:: Task to complete ::
All lines of the listing that contain "ghost" should be shown in full.
⟨
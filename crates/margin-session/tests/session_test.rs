//! End-to-end session tests: the testable properties of the evaluation
//! engine, plus the concrete editor scenarios they back.

use margin_engine::Value;
use margin_session::{EvalError, EvalOptions, Session};
use std::fs;
use std::path::{Path, PathBuf};

fn eval(session: &Session, ns: &Path, code: &str) -> Value {
    session
        .evaluate(ns, code, EvalOptions::default())
        .expect("evaluation failed")
}

fn eval_with_imports(session: &Session, ns: &Path, code: &str) -> Value {
    session
        .evaluate(ns, code, EvalOptions::with_imports())
        .expect("evaluation failed")
}

fn number(value: &Value) -> f64 {
    match value {
        Value::Number(n) => *n,
        other => panic!("expected number, got {:?}", other),
    }
}

fn ns(name: &str) -> PathBuf {
    std::env::temp_dir().join(name)
}

// --- Fragment evaluation in a single namespace ---

#[test]
fn trailing_expression_yields_the_value() {
    // P3
    let session = Session::new();
    let ns = ns("margin-p3.js");
    assert_eq!(number(&eval(&session, &ns, "1 + 2")), 3.0);
    assert!(eval(&session, &ns, "const a = 5;").is_undefined());
}

#[test]
fn fresh_namespace_stays_empty_without_bindings() {
    // Scenario 1
    let session = Session::new();
    let ns = ns("margin-scenario1.js");
    assert_eq!(number(&eval(&session, &ns, "1 + 1")), 2.0);
    assert!(session.binding(&ns, "x").is_none());
}

#[test]
fn bindings_persist_across_evaluations() {
    // Scenario 2 + 3
    let session = Session::new();
    let ns = ns("margin-scenario2.js");

    assert_eq!(number(&eval(&session, &ns, "const x = 10; x * 2")), 20.0);
    assert!(matches!(
        session.binding(&ns, "x"),
        Some(Value::Number(n)) if n == 10.0
    ));

    eval(&session, &ns, "function f(n) { return n + 1 }");
    assert_eq!(number(&eval(&session, &ns, "f(41)")), 42.0);
}

#[test]
fn re_registration_is_idempotent() {
    // P1
    let session = Session::new();
    let ns = ns("margin-p1.js");
    eval(&session, &ns, "const x = 1");
    eval(&session, &ns, "const x = 1");
    assert!(matches!(
        session.binding(&ns, "x"),
        Some(Value::Number(n)) if n == 1.0
    ));
}

#[test]
fn redefinition_overwrites() {
    // P2
    let session = Session::new();
    let ns = ns("margin-p2.js");
    eval(&session, &ns, "const x = 1");
    eval(&session, &ns, "const x = 2");
    assert_eq!(number(&eval(&session, &ns, "x")), 2.0);
}

#[test]
fn multi_declarator_statements_register_every_name() {
    let session = Session::new();
    let ns = ns("margin-multidecl.js");
    eval(&session, &ns, "let a = 1, b = 2, c = a + b;");
    assert_eq!(number(&eval(&session, &ns, "c")), 3.0);
    assert!(session.binding(&ns, "b").is_some());
}

#[test]
fn runtime_errors_yield_undefined_and_keep_the_session() {
    let session = Session::new();
    let ns = ns("margin-runtime-error.js");
    eval(&session, &ns, "const x = 7;");
    assert!(eval(&session, &ns, "throw new Error('typo')").is_undefined());
    assert!(eval(&session, &ns, "missing.method()").is_undefined());
    assert_eq!(number(&eval(&session, &ns, "x")), 7.0);
}

#[test]
fn parse_errors_are_fatal_to_the_call() {
    let session = Session::new();
    let ns = ns("margin-parse-error.js");
    let err = session
        .evaluate(&ns, "let = ;", EvalOptions::default())
        .unwrap_err();
    assert!(matches!(err, EvalError::Parse(_)));
}

#[test]
fn reexport_syntax_is_unsupported() {
    let session = Session::new();
    let ns = ns("margin-reexport.js");
    let err = session
        .evaluate(&ns, "export * from './other';", EvalOptions::default())
        .unwrap_err();
    assert!(matches!(err, EvalError::Unsupported(_)));
}

#[test]
fn typescript_fragments_are_type_erased() {
    let session = Session::new();
    let ns = ns("margin-ts-test.ts");
    assert_eq!(
        number(&eval(
            &session,
            &ns,
            "const n: number = 21;\nfunction twice(x: number): number { return x * 2 }\ntwice(n)"
        )),
        42.0
    );
}

// --- Exports ---

#[test]
fn missing_local_fails_export_registration() {
    // P10
    let session = Session::new();
    let ns = ns("margin-p10.js");
    let err = session
        .evaluate(&ns, "export { ghost };", EvalOptions::default())
        .unwrap_err();
    assert!(matches!(
        err,
        EvalError::MissingLocal { local, .. } if local == "ghost"
    ));
}

#[test]
fn exporting_previously_evaluated_bindings_works() {
    let session = Session::new();
    let ns = ns("margin-late-export.js");
    eval(&session, &ns, "const answer = 42;");
    eval(&session, &ns, "export { answer };");
    assert!(session.default_export(&ns).is_none());

    eval(&session, &ns, "export default answer;");
    assert!(matches!(
        session.default_export(&ns),
        Some(Value::Number(n)) if n == 42.0
    ));
}

#[test]
fn default_export_expressions_are_bound_and_registered() {
    // Scenario 6, with the restriction on non-identifier default exports
    // lifted: arbitrary expressions bind to a synthesized identifier.
    let session = Session::new();
    let ns = ns("margin-default-expr.js");
    eval(&session, &ns, "export default 5");
    assert!(matches!(
        session.default_export(&ns),
        Some(Value::Number(n)) if n == 5.0
    ));

    eval(&session, &ns, "export default { a: 1 }");
    assert!(matches!(session.default_export(&ns), Some(Value::Object(_))));
}

// --- Imports across files ---

#[test]
fn import_round_trip() {
    // P4 / Scenario 4
    let dir = tempfile::tempdir().unwrap();
    fs::write(
        dir.path().join("lib.js"),
        "export const greet = (n) => 'hi ' + n;",
    )
    .unwrap();
    let app = dir.path().join("app.js");

    let session = Session::new();
    let result = eval_with_imports(
        &session,
        &app,
        "import { greet } from './lib';\ngreet('x')",
    );
    assert_eq!(result.to_js_string(), "hi x");
}

#[test]
fn imports_left_unevaluated_resolve_to_undefined() {
    // Invariant 2: missing exports surface as undefined, not errors.
    let dir = tempfile::tempdir().unwrap();
    fs::write(dir.path().join("lib.js"), "export const v = 42;").unwrap();
    let app = dir.path().join("app.js");

    let session = Session::new();
    let result = eval(
        &session,
        &app,
        "import { v } from './lib';\ntypeof v",
    );
    assert_eq!(result.to_js_string(), "undefined");
}

#[test]
fn default_exports_travel_between_files() {
    // P5
    let dir = tempfile::tempdir().unwrap();
    fs::write(
        dir.path().join("seven.js"),
        "export default function seven() { return 7 }",
    )
    .unwrap();
    let app = dir.path().join("app.js");

    let session = Session::new();
    let result = eval_with_imports(
        &session,
        &app,
        "import seven from './seven';\nseven()",
    );
    assert_eq!(number(&result), 7.0);

    // The same module through require() yields the same callable.
    let result = eval_with_imports(&session, &app, "require('./seven')()");
    assert_eq!(number(&result), 7.0);
}

#[test]
fn namespace_imports_snapshot_current_bindings() {
    // P9
    let dir = tempfile::tempdir().unwrap();
    let lib = dir.path().join("lib.js");
    fs::write(&lib, "export const x = 1;\nexport const y = 2;").unwrap();
    let app = dir.path().join("app.js");

    let session = Session::new();
    let code = "import * as lib from './lib';\nlib.x + lib.y";
    assert_eq!(number(&eval_with_imports(&session, &app, code)), 3.0);

    // Redefine x in the library's namespace; a re-run sees the new value.
    eval(&session, &lib, "export const x = 10;");
    assert_eq!(number(&eval_with_imports(&session, &app, code)), 12.0);
}

#[test]
fn namespace_import_exposes_default_under_default_key() {
    let dir = tempfile::tempdir().unwrap();
    fs::write(
        dir.path().join("lib.js"),
        "export const a = 1;\nexport default 9;",
    )
    .unwrap();
    let app = dir.path().join("app.js");

    let session = Session::new();
    let result = eval_with_imports(
        &session,
        &app,
        "import * as lib from './lib';\nlib.default + lib.a",
    );
    assert_eq!(number(&result), 10.0);
}

#[test]
fn cyclic_imports_terminate() {
    // P6
    let dir = tempfile::tempdir().unwrap();
    let a = dir.path().join("a.js");
    let b = dir.path().join("b.js");
    fs::write(&a, "import { b } from './b';\nexport const a = 1;").unwrap();
    fs::write(&b, "import { a } from './a';\nexport const b = 2;").unwrap();

    let session = Session::new();
    let source = fs::read_to_string(&a).unwrap();
    session
        .evaluate(&a, &source, EvalOptions::with_imports())
        .unwrap();

    assert!(session.binding(&a, "a").is_some());
    assert!(session.binding(&b, "b").is_some());
}

#[test]
fn builtins_never_enter_the_store() {
    // P7
    let session = Session::new();
    let ns = ns("margin-p7.js");
    let result = eval(
        &session,
        &ns,
        "import fs from 'fs';\ntypeof fs.readFileSync",
    );
    assert_eq!(result.to_js_string(), "function");
    assert!(session.binding(Path::new("fs"), "fs").is_none());
}

#[test]
fn named_builtin_imports_pick_one_member() {
    let session = Session::new();
    let ns = ns("margin-builtin-named.js");
    let result = eval(
        &session,
        &ns,
        "import { join } from 'path';\njoin('a', 'b')",
    );
    assert_eq!(result.to_js_string(), "a/b");
}

#[test]
fn unresolvable_relative_import_is_a_resolve_error() {
    let session = Session::new();
    let ns = ns("margin-resolve-error.js");
    let err = session
        .evaluate(
            &ns,
            "import { x } from './definitely-not-here';",
            EvalOptions::default(),
        )
        .unwrap_err();
    assert!(matches!(err, EvalError::Resolve { .. }));
}

#[test]
fn dynamic_import_resolves_namespace_objects() {
    let dir = tempfile::tempdir().unwrap();
    fs::write(dir.path().join("lib.js"), "export const value = 33;").unwrap();
    let app = dir.path().join("app.js");

    let session = Session::new();
    let result = eval_with_imports(
        &session,
        &app,
        "let got;\nimport('./lib').then(m => { got = m.value; });\ngot",
    );
    assert_eq!(number(&result), 33.0);
}

// --- CommonJS interop ---

#[test]
fn module_exports_round_trips_through_require() {
    // P8 / Scenario 5
    let dir = tempfile::tempdir().unwrap();
    let c = dir.path().join("c.js");
    fs::write(&c, "module.exports = 99;").unwrap();
    let d = dir.path().join("d.js");

    let session = Session::new();
    let source = fs::read_to_string(&c).unwrap();
    assert_eq!(
        number(&session.evaluate(&c, &source, EvalOptions::default()).unwrap()),
        99.0
    );
    assert_eq!(
        number(&eval_with_imports(&session, &d, "require('./c')")),
        99.0
    );
}

#[test]
fn module_exports_object_shape_survives() {
    let dir = tempfile::tempdir().unwrap();
    let c = dir.path().join("obj.js");
    fs::write(&c, "module.exports = { a: 1 };").unwrap();
    let d = dir.path().join("d.js");

    let session = Session::new();
    let result = eval_with_imports(&session, &d, "require('./obj').a");
    assert_eq!(number(&result), 1.0);
}

#[test]
fn exports_properties_create_the_default_lazily() {
    let session = Session::new();
    let ns = ns("margin-exports-prop.js");
    eval(&session, &ns, "exports.a = 1; exports.b = 2;");
    match session.default_export(&ns) {
        Some(Value::Object(obj)) => {
            assert!(matches!(
                obj.borrow().get_own("a"),
                Some(Value::Number(n)) if n == 1.0
            ));
        }
        other => panic!("expected default-export object, got {:?}", other),
    }
}

#[test]
fn reassigning_module_exports_overwrites_the_default() {
    let session = Session::new();
    let ns = ns("margin-exports-overwrite.js");
    eval(&session, &ns, "module.exports = 1;");
    eval(&session, &ns, "module.exports = 2;");
    assert!(matches!(
        session.default_export(&ns),
        Some(Value::Number(n)) if n == 2.0
    ));
}

#[test]
fn filename_and_dirname_are_wired() {
    let session = Session::new();
    let ns = ns("margin-filename.js");
    let result = eval(&session, &ns, "__filename");
    assert_eq!(result.to_js_string(), ns.display().to_string());
    let result = eval(&session, &ns, "__dirname");
    assert_eq!(
        result.to_js_string(),
        ns.parent().unwrap().display().to_string()
    );
}

#[test]
fn require_of_json_modules_loads_data() {
    let dir = tempfile::tempdir().unwrap();
    fs::write(dir.path().join("config.json"), r#"{ "port": 8080 }"#).unwrap();
    let app = dir.path().join("app.js");

    let session = Session::new();
    let result = eval_with_imports(&session, &app, "require('./config').port");
    assert_eq!(number(&result), 8080.0);
}

// --- Session plumbing ---

#[test]
fn console_output_is_captured_per_call() {
    let session = Session::new();
    let ns = ns("margin-console.js");
    eval(&session, &ns, "console.log('first');");
    let (stdout, stderr) = session.drain_console();
    assert_eq!(stdout, "first\n");
    assert_eq!(stderr, "");

    eval(&session, &ns, "console.error('second');");
    let (stdout, stderr) = session.drain_console();
    assert_eq!(stdout, "");
    assert_eq!(stderr, "second\n");
}

#[test]
fn reset_forgets_all_namespaces() {
    let session = Session::new();
    let ns = ns("margin-reset.js");
    eval(&session, &ns, "const x = 1;");
    session.reset();
    assert!(session.binding(&ns, "x").is_none());
    assert!(eval(&session, &ns, "typeof x").to_js_string() == "undefined");
}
⟩
:: Response box ::
        .evaluate(&ns, "export { ghost };", EvalOptions::default())
        EvalError::MissingLocal { local, .. } if local == "ghost"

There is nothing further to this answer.